ENTRIES SHOWN Start Marker

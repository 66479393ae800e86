//! Terminal-oriented text board renderer.
//!
//! Creates a human-readable board view for the line session, tests and
//! debugging. Men are `r`/`b`, kings `R`/`B`, empty dark squares `.`.

use crate::game_state::board::Board;
use crate::game_state::checkers_types::{Square, BOARD_SIZE};

/// Render the board with rank digits on the sides and column letters above
/// and below. Row 0 (rank 8) is printed first.
pub fn render_board(board: &Board) -> String {
    let mut out = String::new();

    out.push_str("  a b c d e f g h\n");

    for row in 0..BOARD_SIZE {
        let rank = char::from(b'1' + (BOARD_SIZE - 1 - row) as u8);
        out.push(rank);
        out.push(' ');

        for col in 0..BOARD_SIZE {
            let square = Square::new(row, col);
            let ch = match board.get(square) {
                Some(piece) => piece.symbol(),
                None if square.is_dark() => '.',
                None => ' ',
            };
            out.push(ch);

            if col < BOARD_SIZE - 1 {
                out.push(' ');
            }
        }

        out.push(' ');
        out.push(rank);
        out.push('\n');
    }

    out.push_str("  a b c d e f g h");

    out
}

#[cfg(test)]
mod tests {
    use super::render_board;
    use crate::game_state::board::Board;

    #[test]
    fn starting_position_renders_black_on_top() {
        let text = render_board(&Board::starting_position());
        let lines: Vec<&str> = text.lines().collect();
        assert_eq!(lines.len(), 10);
        assert_eq!(lines[1], "8   b   b   b   b 8");
        assert_eq!(lines[4], "5 .   .   .   .   5");
        assert_eq!(lines[8], "1 r   r   r   r   1");
    }
}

ENTRIES SHOWN End Marker

WORK INSTRUCTIONS
The task calls for each record to be returned verbatim.

EXERCISE OUTPUT
repository 66479393ae800e86
//! Terminal-oriented text board renderer.
//!
//! Creates a human-readable board view for the line session, tests and
//! debugging. Men are `r`/`b`, kings `R`/`B`, empty dark squares `.`.

use crate::game_state::board::Board;
use crate::game_state::checkers_types::{Square, BOARD_SIZE};

/// Render the board with rank digits on the sides and column letters above
/// and below. Row 0 (rank 8) is printed first.
pub fn render_board(board: &Board) -> String {
    let mut out = String::new();

    out.push_str("  a b c d e f g h\n");

    for row in 0..BOARD_SIZE {
        let rank = char::from(b'1' + (BOARD_SIZE - 1 - row) as u8);
        out.push(rank);
        out.push(' ');

        for col in 0..BOARD_SIZE {
            let square = Square::new(row, col);
            let ch = match board.get(square) {
                Some(piece) => piece.symbol(),
                None if square.is_dark() => '.',
                None => ' ',
            };
            out.push(ch);

            if col < BOARD_SIZE - 1 {
                out.push(' ');
            }
        }

        out.push(' ');
        out.push(rank);
        out.push('\n');
    }

    out.push_str("  a b c d e f g h");

    out
}

#[cfg(test)]
mod tests {
    use super::render_board;
    use crate::game_state::board::Board;

    #[test]
    fn starting_position_renders_black_on_top() {
        let text = render_board(&Board::starting_position());
        let lines: Vec<&str> = text.lines().collect();
        assert_eq!(lines.len(), 10);
        assert_eq!(lines[1], "8   b   b   b   b 8");
        assert_eq!(lines[4], "5 .   .   .   .   5");
        assert_eq!(lines[8], "1 r   r   r   r   1");
    }
}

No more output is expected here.